**Problem to work on**
Report every line below that holds the word "enabled".
__________
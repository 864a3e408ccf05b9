use std::sync::Arc;

use anyhow::{Context, Result};
use breezy_core::{Config, ProviderChoice};
use breezy_location::{
    Dispatcher, GeolocateProvider, GrantedPermissions, LocationResolutionService,
    NominatimResolver, RegionClassifier, RequestOptions,
};

fn main() -> Result<()> {
    let (config, validation) = Config::load_validated()?;
    breezy_core::init(&config.logging)?;
    for warning in &validation.warnings {
        tracing::warn!("Config warning: {}", warning);
    }

    let runtime = tokio::runtime::Builder::new_multi_thread()
        .enable_all()
        .build()
        .context("Failed to build async runtime")?;

    let location = &config.location;
    let dispatcher = Dispatcher::spawn("breezy-callbacks").context("Failed to start dispatcher")?;
    let geocoder = NominatimResolver::from_config(&location.geocoder)?;

    let mut service = LocationResolutionService::new(
        runtime.handle().clone(),
        dispatcher,
        Arc::new(geocoder),
        Arc::new(GrantedPermissions::from(&location.permissions)),
    )
    .with_options(RequestOptions::from_config(location))
    .with_classifier(RegionClassifier::from_config(location));

    for choice in location.provider_choices()? {
        match choice {
            ProviderChoice::Geolocate if location.geolocate.enabled => {
                let provider = GeolocateProvider::from_config(location, runtime.handle().clone())?;
                service = service.with_provider(Arc::new(provider));
            }
            #[cfg(target_os = "linux")]
            ProviderChoice::GeoClue if location.geoclue.enabled => {
                let connected = runtime.block_on(breezy_location::GeoClueProvider::connect(
                    location,
                    runtime.handle().clone(),
                ));
                match connected {
                    Ok(provider) => service = service.with_provider(Arc::new(provider)),
                    Err(e) => tracing::warn!("GeoClue unavailable: {}", e),
                }
            }
            other => tracing::debug!(provider = ?other, "Provider disabled or unsupported here"),
        }
    }
    tracing::info!(providers = service.providers().len(), "Breezy location service ready");

    let (tx, rx) = std::sync::mpsc::channel();
    service.request_location(location.geocode, move |result| {
        if tx.send(result).is_err() {
            tracing::debug!("Location result arrived after main stopped waiting");
        }
    });

    let result = rx.recv().context("Location callback was dropped")?;
    match result {
        Some(result) => println!("{}", serde_json::to_string_pretty(&result)?),
        None => {
            println!("null");
            tracing::warn!("No location could be determined");
        }
    }

    drop(service);
    runtime.shutdown_timeout(std::time::Duration::from_secs(1));
    Ok(())
}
__________
**Your solution**
            ProviderChoice::Geolocate if location.geolocate.enabled => {
            ProviderChoice::GeoClue if location.geoclue.enabled => {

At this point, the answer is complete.